== Source data ==
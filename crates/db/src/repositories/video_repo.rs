//! Repository for the `videos` table.

use sqlx::PgPool;
use vidcat_core::types::DbId;

use crate::models::video::{CreateVideo, Video};

/// Column list shared across queries to avoid repetition.
const COLUMNS: &str = "id, title, description, video_slug, is_published, created_at";

/// Newest first; `id` breaks ties between rows created in the same instant.
const ORDER: &str = "ORDER BY created_at DESC, id DESC";

/// Provides the catalog's queries. Rows are never deleted.
pub struct VideoRepo;

impl VideoRepo {
    /// Insert a new, unpublished video, returning the created row.
    pub async fn create(pool: &PgPool, input: &CreateVideo) -> Result<Video, sqlx::Error> {
        let query = format!(
            "INSERT INTO videos (title, description, video_slug)
             VALUES ($1, $2, $3)
             RETURNING {COLUMNS}"
        );
        sqlx::query_as::<_, Video>(&query)
            .bind(&input.title)
            .bind(&input.description)
            .bind(&input.video_slug)
            .fetch_one(pool)
            .await
    }

    /// List every video, published or not.
    pub async fn list(pool: &PgPool) -> Result<Vec<Video>, sqlx::Error> {
        let query = format!("SELECT {COLUMNS} FROM videos {ORDER}");
        sqlx::query_as::<_, Video>(&query).fetch_all(pool).await
    }

    /// List published videos only.
    pub async fn list_published(pool: &PgPool) -> Result<Vec<Video>, sqlx::Error> {
        let query = format!("SELECT {COLUMNS} FROM videos WHERE is_published {ORDER}");
        sqlx::query_as::<_, Video>(&query).fetch_all(pool).await
    }

    /// Find a video by slug, but only if it is published.
    ///
    /// Unknown and unpublished slugs both return `None`.
    pub async fn find_published_by_slug(
        pool: &PgPool,
        slug: &str,
    ) -> Result<Option<Video>, sqlx::Error> {
        let query =
            format!("SELECT {COLUMNS} FROM videos WHERE video_slug = $1 AND is_published");
        sqlx::query_as::<_, Video>(&query)
            .bind(slug)
            .fetch_optional(pool)
            .await
    }

    /// Mark a video as published. Setting an already-published row is a no-op
    /// that still returns the row.
    ///
    /// Returns `None` if no row with the given `id` exists.
    pub async fn publish(pool: &PgPool, id: DbId) -> Result<Option<Video>, sqlx::Error> {
        let query = format!(
            "UPDATE videos SET is_published = TRUE
             WHERE id = $1
             RETURNING {COLUMNS}"
        );
        sqlx::query_as::<_, Video>(&query)
            .bind(id)
            .fetch_optional(pool)
            .await
    }
}
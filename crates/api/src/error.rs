use axum::http::StatusCode;
use axum::response::{IntoResponse, Response};
use serde_json::json;
use vidcat_core::error::CoreError;

/// Application-level error type for HTTP handlers.
///
/// Wraps [`CoreError`] for domain errors and adds HTTP-specific variants.
/// Implements [`IntoResponse`] to produce consistent JSON error responses of
/// the form `{ "error": ..., "code": ... }`.
#[derive(Debug, thiserror::Error)]
pub enum AppError {
    /// A domain-level error from `vidcat_core`.
    #[error(transparent)]
    Core(#[from] CoreError),

    /// A malformed request the domain never saw (e.g. broken multipart).
    #[error("Bad request: {0}")]
    BadRequest(String),

    /// The request body exceeded the configured upload limit.
    #[error("Payload too large: {0}")]
    PayloadTooLarge(String),

    /// The request did not complete within the configured timeout.
    #[error("Request timed out")]
    Timeout,
}

/// Convenience type alias for handler return values.
pub type AppResult<T> = Result<T, AppError>;

/// Message returned for every 500. The real cause only goes to the log.
pub const INTERNAL_ERROR_MESSAGE: &str = "Internal server error";

/// Message returned when the timeout layer cuts a request short.
pub const REQUEST_TIMEOUT_MESSAGE: &str = "Request timed out";

impl IntoResponse for AppError {
    fn into_response(self) -> Response {
        let (status, code, message) = match &self {
            AppError::Core(core) => match core {
                CoreError::NotFound(msg) => (StatusCode::NOT_FOUND, "NOT_FOUND", msg.clone()),
                CoreError::Validation(msg) => {
                    (StatusCode::BAD_REQUEST, "VALIDATION_ERROR", msg.clone())
                }
                CoreError::Unauthorized(msg) => {
                    (StatusCode::UNAUTHORIZED, "UNAUTHORIZED", msg.clone())
                }
                CoreError::Internal(msg) => {
                    tracing::error!(error = %msg, "Internal core error");
                    (
                        StatusCode::INTERNAL_SERVER_ERROR,
                        "INTERNAL_ERROR",
                        INTERNAL_ERROR_MESSAGE.to_string(),
                    )
                }
            },

            AppError::BadRequest(msg) => (StatusCode::BAD_REQUEST, "BAD_REQUEST", msg.clone()),

            AppError::PayloadTooLarge(msg) => (
                StatusCode::PAYLOAD_TOO_LARGE,
                "PAYLOAD_TOO_LARGE",
                msg.clone(),
            ),

            AppError::Timeout => (
                StatusCode::REQUEST_TIMEOUT,
                "TIMEOUT",
                REQUEST_TIMEOUT_MESSAGE.to_string(),
            ),
        };

        let body = json!({
            "error": message,
            "code": code,
        });

        (status, axum::Json(body)).into_response()
    }
}
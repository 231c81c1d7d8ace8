//! Video metadata rules shared by the store and the admin service.

use crate::error::CoreError;

/// Entity name used in log fields.
pub const ENTITY: &str = "Video";

/// Returned when an upload has no usable title.
pub const TITLE_REQUIRED: &str = "Title is required";

/// Returned when an admin operation targets an id with no record.
pub const VIDEO_NOT_FOUND: &str = "Video not found";

/// Returned by the public surface for both unknown and unpublished slugs.
pub const VIDEO_NOT_FOUND_OR_UNPUBLISHED: &str = "Video not found or not published";

/// Validate an incoming title and return the value to persist.
///
/// Surrounding whitespace is trimmed; a missing or blank title is rejected.
pub fn validate_title(title: Option<&str>) -> Result<String, CoreError> {
    match title.map(str::trim) {
        Some(t) if !t.is_empty() => Ok(t.to_string()),
        _ => Err(CoreError::Validation(TITLE_REQUIRED.to_string())),
    }
}

/// An absent description is stored as the empty string.
pub fn normalize_description(description: Option<String>) -> String {
    description.unwrap_or_default()
}

/// Build the external playback reference for a slug.
///
/// The base is used verbatim, so it must end with whatever separator the
/// hosting provider expects (e.g. `https://host/v/`).
pub fn playback_url(hosting_base_url: &str, slug: &str) -> String {
    format!("{hosting_base_url}{slug}")
}
//! The two surfaces over the video store.
//!
//! - [`AdminService`] -- list everything, register metadata, publish.
//! - [`PublicService`] -- published videos only, never mutates.
//!
//! Neither holds state of its own; each call is one store round trip.

pub mod admin;
pub mod public;

pub use admin::AdminService;
pub use public::PublicService;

== Exercise goal ==
The answer must be every line of the data that holds the word "description".

== Response ==
const COLUMNS: &str = "id, title, description, video_slug, is_published, created_at";
            "INSERT INTO videos (title, description, video_slug)
            .bind(&input.description)
/// An absent description is stored as the empty string.
pub fn normalize_description(description: Option<String>) -> String {
    description.unwrap_or_default()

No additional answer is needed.